Decir que todos los recuerdos del huracán María fueron malos, es una visión justa pero poco optimista. Respetando la memoria de los que ya no están, yo me esfuerzo cada septiembre, en recordar cómo los vecinos nos dimos la mano. Cómo volvimos a ver niños jugando en la calle, sin luz, lejos de los dispositivos electrónicos. Apuesto a que muchas familias volvieron a reencontrarse a través del diálogo que ha sido sustituido por el ajetreo de la cotidianidad.

En mi caso, hasta un efímero encuentro amoroso, me regaló María. Y cuando digo “encuentro”, me refiero a un beso fugaz debajo de las ramas vacías que quedaron de la hermosa Trinitaria que había en mi patio.

El día que los vientos azotaban, yo miraba por la ventana, como todo alrededor amenazaba con arrancarse de raíz. Mi “entretención” era tratar de identificar los objetos:

  • ¡Mira! ¡Allá va una cisterna!
  • ¿No es ese el techo de la cancha de baloncesto?

Un sonido seco, en el patio, me hizo buscar en la ventana de la terraza, qué se había caído o qué había llegado. Era el bumper de un carro blanco que aterrizó y se arrastró debajo de mi mesa de hierro, que sirvió de refugio temporal para esa pieza -qué por suerte no era mía-.

Al otro día en la noche, tocó a mi puerta un vecino que no conocía, de dos calles más abajo. Iba casa por casa, con una lámpara de gas en la mano, preguntando si alguien había visto un bumper blanco. Bajo la tenebrosa luz de la lámpara, las facciones del hombre Baby Boomer lucían interesantes. Lo invité al patio, donde aún permanecía la pieza. 

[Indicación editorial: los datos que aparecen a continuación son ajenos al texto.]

//! The JSON document node.

use indexmap::IndexMap;

use crate::error::{check_range, contract, Error, Result};
use crate::number::Number;
use crate::types::Type;

/// Members of a JSON object, kept in insertion order.
pub type Props = IndexMap<String, Value>;

/// One node of a JSON document tree.
///
/// Containers own their children. [`Clone`] is a deep copy and `==` compares
/// structure; object member order does not take part in equality.
///
/// Every accessor and mutator is only valid for the matching [`Type`]. The
/// plain forms panic on misuse (wrong type, missing key, index out of range),
/// the `try_` forms return the [`Error`] instead.
///
/// # Example
///
/// ```
/// use json_value::{Type, Value};
///
/// let mut doc = Value::object([("name", Value::string("joy"))]);
/// doc.object_set_elm("tags", Value::array([Value::number(1), Value::boolean(true)]));
///
/// assert_eq!(doc.object_len(), 2);
/// assert_eq!(doc.object_get_elm("tags").array_len(), 2);
/// assert_eq!(doc.object_get_elm("name").value_type(), Type::String);
/// assert!(doc.try_array_len().is_err());
/// ```
#[derive(Debug, Clone, Default, PartialEq, Eq)]
pub enum Value {
    #[default]
    Null,
    Boolean(bool),
    Number(Number),
    String(String),
    Array(Vec<Value>),
    Object(Props),
}

impl Value {
    /// Creates a JSON `null`.
    pub fn null() -> Self {
        Value::Null
    }

    /// Creates a JSON boolean.
    pub fn boolean(b: bool) -> Self {
        Value::Boolean(b)
    }

    /// Creates a JSON string.
    pub fn string(s: impl Into<String>) -> Self {
        Value::String(s.into())
    }

    /// Creates a number from an integer of any width or a [`Number`] literal.
    pub fn number(n: impl Into<Number>) -> Self {
        Value::Number(n.into())
    }

    /// Creates a number from a float, written with 16 fractional digits.
    ///
    /// # Panics
    ///
    /// Panics if `f` is NaN or infinite.
    #[track_caller]
    pub fn float(f: f64) -> Self {
        contract(Self::try_float(f))
    }

    /// Like [`Value::float`], returning [`Error::InvalidNumber`] for NaN and infinities.
    pub fn try_float(f: f64) -> Result<Self> {
        Number::try_from(f).map(Value::Number)
    }

    /// Creates an array holding `elements` in order.
    ///
    /// # Example
    ///
    /// ```
    /// use json_value::Value;
    ///
    /// let array = Value::array([Value::null(), Value::boolean(true)]);
    /// assert_eq!(array.array_len(), 2);
    /// assert_eq!(Value::array(Vec::new()).to_string(), "[]");
    /// ```
    pub fn array(elements: impl IntoIterator<Item = Value>) -> Self {
        Value::Array(elements.into_iter().collect())
    }

    /// Creates an object; on duplicate keys the later member wins.
    pub fn object<K: Into<String>>(members: impl IntoIterator<Item = (K, Value)>) -> Self {
        let mut props = Props::new();
        for (key, value) in members {
            props.insert(key.into(), value);
        }
        Value::Object(props)
    }

    /// Creates an object merging several property sets, later sets overwriting
    /// earlier ones.
    pub fn from_props(props: impl IntoIterator<Item = Props>) -> Self {
        Value::object(props.into_iter().flatten())
    }

    /// Returns which of the six JSON shapes this node holds.
    pub fn value_type(&self) -> Type {
        match self {
            Value::Null => Type::Null,
            Value::Boolean(_) => Type::Boolean,
            Value::Number(_) => Type::Number,
            Value::String(_) => Type::String,
            Value::Array(_) => Type::Array,
            Value::Object(_) => Type::Object,
        }
    }

    /// Whether this node is `null`.
    pub fn is_null(&self) -> bool {
        matches!(self, Value::Null)
    }

    /// Whether this node is a boolean.
    pub fn is_boolean(&self) -> bool {
        matches!(self, Value::Boolean(_))
    }

    /// Whether this node is a number.
    pub fn is_number(&self) -> bool {
        matches!(self, Value::Number(_))
    }

    /// Whether this node is a string.
    pub fn is_string(&self) -> bool {
        matches!(self, Value::String(_))
    }

    /// Whether this node is an array.
    pub fn is_array(&self) -> bool {
        matches!(self, Value::Array(_))
    }

    /// Whether this node is an object.
    pub fn is_object(&self) -> bool {
        matches!(self, Value::Object(_))
    }

    /// Reshapes this node in place into a copy of `other`.
    ///
    /// Children are owned by exactly one container, so the children of
    /// `other` are copied rather than shared. Use [`Value::assign_from`] to
    /// move a node in without copying.
    pub fn assign(&mut self, other: &Value) {
        self.clone_from(other);
    }

    /// Reshapes this node in place, taking ownership of `other`.
    pub fn assign_from(&mut self, other: Value) {
        *self = other;
    }

    fn mismatch(&self, expected: Type) -> Error {
        Error::TypeMismatch {
            expected,
            actual: self.value_type(),
        }
    }

    // Scalars

    /// Returns the number literal.
    ///
    /// # Panics
    ///
    /// Panics if this node is not a number.
    #[track_caller]
    pub fn number_get(&self) -> &Number {
        contract(self.try_number_get())
    }

    /// Like [`Value::number_get`], returning [`Error::TypeMismatch`] instead of panicking.
    pub fn try_number_get(&self) -> Result<&Number> {
        match self {
            Value::Number(n) => Ok(n),
            _ => Err(self.mismatch(Type::Number)),
        }
    }

    /// Returns the string content.
    ///
    /// # Panics
    ///
    /// Panics if this node is not a string.
    #[track_caller]
    pub fn string_get(&self) -> &str {
        contract(self.try_string_get())
    }

    /// Like [`Value::string_get`], returning [`Error::TypeMismatch`] instead of panicking.
    pub fn try_string_get(&self) -> Result<&str> {
        match self {
            Value::String(s) => Ok(s),
            _ => Err(self.mismatch(Type::String)),
        }
    }

    /// Returns the boolean.
    ///
    /// # Panics
    ///
    /// Panics if this node is not a boolean.
    #[track_caller]
    pub fn boolean_get(&self) -> bool {
        contract(self.try_boolean_get())
    }

    /// Like [`Value::boolean_get`], returning [`Error::TypeMismatch`] instead of panicking.
    pub fn try_boolean_get(&self) -> Result<bool> {
        match self {
            Value::Boolean(b) => Ok(*b),
            _ => Err(self.mismatch(Type::Boolean)),
        }
    }

    // Objects

    fn as_object(&self) -> Result<&Props> {
        match self {
            Value::Object(props) => Ok(props),
            _ => Err(self.mismatch(Type::Object)),
        }
    }

    fn as_object_mut(&mut self) -> Result<&mut Props> {
        match self {
            Value::Object(props) => Ok(props),
            _ => Err(self.mismatch(Type::Object)),
        }
    }

    /// Returns the member names in insertion order.
    #[track_caller]
    pub fn object_keys(&self) -> Vec<&str> {
        contract(self.try_object_keys())
    }

    /// Like [`Value::object_keys`], returning [`Error::TypeMismatch`] instead of panicking.
    pub fn try_object_keys(&self) -> Result<Vec<&str>> {
        Ok(self.as_object()?.keys().map(String::as_str).collect())
    }

    /// Iterates over `(key, member)` pairs in insertion order.
    #[track_caller]
    pub fn object_iter(&self) -> indexmap::map::Iter<'_, String, Value> {
        contract(self.as_object()).iter()
    }

    /// Whether the object has a member named `key`.
    #[track_caller]
    pub fn object_has_elm(&self, key: &str) -> bool {
        contract(self.try_object_has_elm(key))
    }

    /// Like [`Value::object_has_elm`], returning an error on non-objects.
    pub fn try_object_has_elm(&self, key: &str) -> Result<bool> {
        Ok(self.as_object()?.contains_key(key))
    }

    /// Returns the member named `key`.
    ///
    /// # Panics
    ///
    /// Panics if this node is not an object or has no such member.
    ///
    /// # Example
    ///
    /// ```
    /// use json_value::Value;
    ///
    /// let object = Value::object([("a", Value::number(1))]);
    /// assert_eq!(object.object_get_elm("a"), &Value::number(1));
    /// assert!(object.try_object_get_elm("b").is_err());
    /// ```
    #[track_caller]
    pub fn object_get_elm(&self, key: &str) -> &Value {
        contract(self.try_object_get_elm(key))
    }

    /// Like [`Value::object_get_elm`], returning [`Error::KeyNotFound`] for a missing member.
    pub fn try_object_get_elm(&self, key: &str) -> Result<&Value> {
        self.as_object()?
            .get(key)
            .ok_or_else(|| Error::KeyNotFound(key.to_string()))
    }

    /// Returns the member named `key` for in-place mutation.
    #[track_caller]
    pub fn object_get_elm_mut(&mut self, key: &str) -> &mut Value {
        contract(self.try_object_get_elm_mut(key))
    }

    /// Like [`Value::object_get_elm_mut`], returning an error instead of panicking.
    pub fn try_object_get_elm_mut(&mut self, key: &str) -> Result<&mut Value> {
        self.as_object_mut()?
            .get_mut(key)
            .ok_or_else(|| Error::KeyNotFound(key.to_string()))
    }

    /// Inserts or overwrites a member; an overwritten member keeps its position.
    #[track_caller]
    pub fn object_set_elm(&mut self, key: impl Into<String>, value: Value) {
        contract(self.try_object_set_elm(key, value))
    }

    /// Like [`Value::object_set_elm`], returning an error on non-objects.
    pub fn try_object_set_elm(&mut self, key: impl Into<String>, value: Value) -> Result<()> {
        self.as_object_mut()?.insert(key.into(), value);
        Ok(())
    }

    /// Removes a member, returning it. Removing an absent key does nothing.
    #[track_caller]
    pub fn object_del_elm(&mut self, key: &str) -> Option<Value> {
        contract(self.try_object_del_elm(key))
    }

    /// Like [`Value::object_del_elm`], returning an error on non-objects.
    pub fn try_object_del_elm(&mut self, key: &str) -> Result<Option<Value>> {
        Ok(self.as_object_mut()?.shift_remove(key))
    }

    /// Returns the number of members.
    #[track_caller]
    pub fn object_len(&self) -> usize {
        contract(self.try_object_len())
    }

    /// Like [`Value::object_len`], returning an error on non-objects.
    pub fn try_object_len(&self) -> Result<usize> {
        Ok(self.as_object()?.len())
    }

    // Arrays

    fn as_array(&self) -> Result<&Vec<Value>> {
        match self {
            Value::Array(elements) => Ok(elements),
            _ => Err(self.mismatch(Type::Array)),
        }
    }

    fn as_array_mut(&mut self) -> Result<&mut Vec<Value>> {
        match self {
            Value::Array(elements) => Ok(elements),
            _ => Err(self.mismatch(Type::Array)),
        }
    }

    /// Iterates over the elements in index order.
    #[track_caller]
    pub fn array_iter(&self) -> std::slice::Iter<'_, Value> {
        contract(self.as_array()).iter()
    }

    /// Returns the element at `index`.
    ///
    /// # Panics
    ///
    /// Panics if this node is not an array or `index >= len`.
    #[track_caller]
    pub fn array_get_elm(&self, index: usize) -> &Value {
        contract(self.try_array_get_elm(index))
    }

    /// Like [`Value::array_get_elm`], returning [`Error::IndexOutOfRange`] for a bad index.
    pub fn try_array_get_elm(&self, index: usize) -> Result<&Value> {
        let elements = self.as_array()?;
        elements.get(index).ok_or(Error::IndexOutOfRange {
            index,
            len: elements.len(),
        })
    }

    /// Returns the element at `index` for in-place mutation.
    #[track_caller]
    pub fn array_get_elm_mut(&mut self, index: usize) -> &mut Value {
        contract(self.try_array_get_elm_mut(index))
    }

    /// Like [`Value::array_get_elm_mut`], returning an error instead of panicking.
    pub fn try_array_get_elm_mut(&mut self, index: usize) -> Result<&mut Value> {
        let elements = self.as_array_mut()?;
        let len = elements.len();
        elements
            .get_mut(index)
            .ok_or(Error::IndexOutOfRange { index, len })
    }

    /// Replaces the element at `index`.
    ///
    /// # Panics
    ///
    /// Panics if this node is not an array or `index >= len`.
    #[track_caller]
    pub fn array_set_elm(&mut self, index: usize, value: Value) {
        contract(self.try_array_set_elm(index, value))
    }

    /// Like [`Value::array_set_elm`], returning an error instead of panicking.
    pub fn try_array_set_elm(&mut self, index: usize, value: Value) -> Result<()> {
        *self.try_array_get_elm_mut(index)? = value;
        Ok(())
    }

    /// Appends elements in argument order.
    #[track_caller]
    pub fn array_add_elm(&mut self, values: impl IntoIterator<Item = Value>) {
        contract(self.try_array_add_elm(values))
    }

    /// Like [`Value::array_add_elm`], returning an error on non-arrays.
    pub fn try_array_add_elm(&mut self, values: impl IntoIterator<Item = Value>) -> Result<()> {
        self.as_array_mut()?.extend(values);
        Ok(())
    }

    /// Returns the number of elements.
    #[track_caller]
    pub fn array_len(&self) -> usize {
        contract(self.try_array_len())
    }

    /// Like [`Value::array_len`], returning an error on non-arrays.
    pub fn try_array_len(&self) -> Result<usize> {
        Ok(self.as_array()?.len())
    }

    /// Returns a new array holding copies of the elements in `begin..end`.
    ///
    /// # Panics
    ///
    /// Panics unless `begin <= end <= len`.
    #[track_caller]
    pub fn array_slice(&self, begin: usize, end: usize) -> Value {
        contract(self.try_array_slice(begin, end))
    }

    /// Like [`Value::array_slice`], returning [`Error::InvalidArgument`] for bad bounds.
    pub fn try_array_slice(&self, begin: usize, end: usize) -> Result<Value> {
        let elements = self.as_array()?;
        check_range(begin, end, elements.len())?;
        Ok(Value::Array(elements[begin..end].to_vec()))
    }
}

impl From<bool> for Value {
    fn from(b: bool) -> Self {
        Value::Boolean(b)
    }
}

impl From<String> for Value {
    fn from(s: String) -> Self {
        Value::String(s)
    }
}

impl From<&str> for Value {
    fn from(s: &str) -> Self {
        Value::String(s.to_string())
    }
}

impl From<Number> for Value {
    fn from(n: Number) -> Self {
        Value::Number(n)
    }
}

impl From<Vec<Value>> for Value {
    fn from(elements: Vec<Value>) -> Self {
        Value::Array(elements)
    }
}

impl From<Props> for Value {
    fn from(props: Props) -> Self {
        Value::Object(props)
    }
}

macro_rules! impl_from_integer {
    ($($ty:ty),*) => {
        $(
            impl From<$ty> for Value {
                fn from(n: $ty) -> Self {
                    Value::Number(Number::from(n))
                }
            }
        )*
    };
}

impl_from_integer!(i8, i16, i32, i64, i128, isize, u8, u16, u32, u64, u128, usize);

impl TryFrom<f64> for Value {
    type Error = Error;

    fn try_from(f: f64) -> Result<Self> {
        Value::try_float(f)
    }
}

impl TryFrom<f32> for Value {
    type Error = Error;

    fn try_from(f: f32) -> Result<Self> {
        Number::try_from(f).map(Value::Number)
    }
}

No sé si fue la desesperanza (o la desesperación) que nos invadió a los puertorriqueños, tras el paso de María. Pero la voz y mirada de ese extraño, me arroparon con calidez. Necesitaba salir por un rato de la realidad de carencias que afrontábamos. Él parece que se sentía igual. Hablamos un rato, nos reímos, y cuando se iba…. Me agradeció con un inesperado beso en los labios. 

Los días posteriores no supe nada de él, pero puedo decir que cuando hacía las interminables filas para comprar pan, leche o lo que apareciera; ese raro encuentro, me traía una sonrisa y la complicidad conmigo misma de tener un secreto. 

Con los meses posteriores, la llegada de la luz y el agua, fueron apaciguando la amargura post huracán. Y Justo antes de los terremotos, mi propio mundo se sacudió primero con una cruda realidad. En la farmacia, un señor de aspecto desaliñado y barriga prominente, me saluda con el entusiasmo de un perrito que ve a su dueño. 

No lo reconozco, así que se apresura a identificarse como: “El vecino de beso… ¡Digo! Del bumper”.

Resulta, que la luz eléctrica no le queda bien. En la farmacia de la comunidad, el “guapo señor” resultó ser el vecino feo de la calle 4. 

Así, el recuerdo bonito del huracán María, fue derribado por la sacudida de la realidad. La oscuridad me había regalado una perspectiva agradable. Si bien no deseo que venga otro huracán, me siento lista para aceptar lo que venga: el bumper de un carro en mi patio o el beso de un sapo que parezca príncipe.

Así somos los Baby Boomers. Nuestra apariencia frágil esconde un espíritu a prueba de huracanes y terremotos.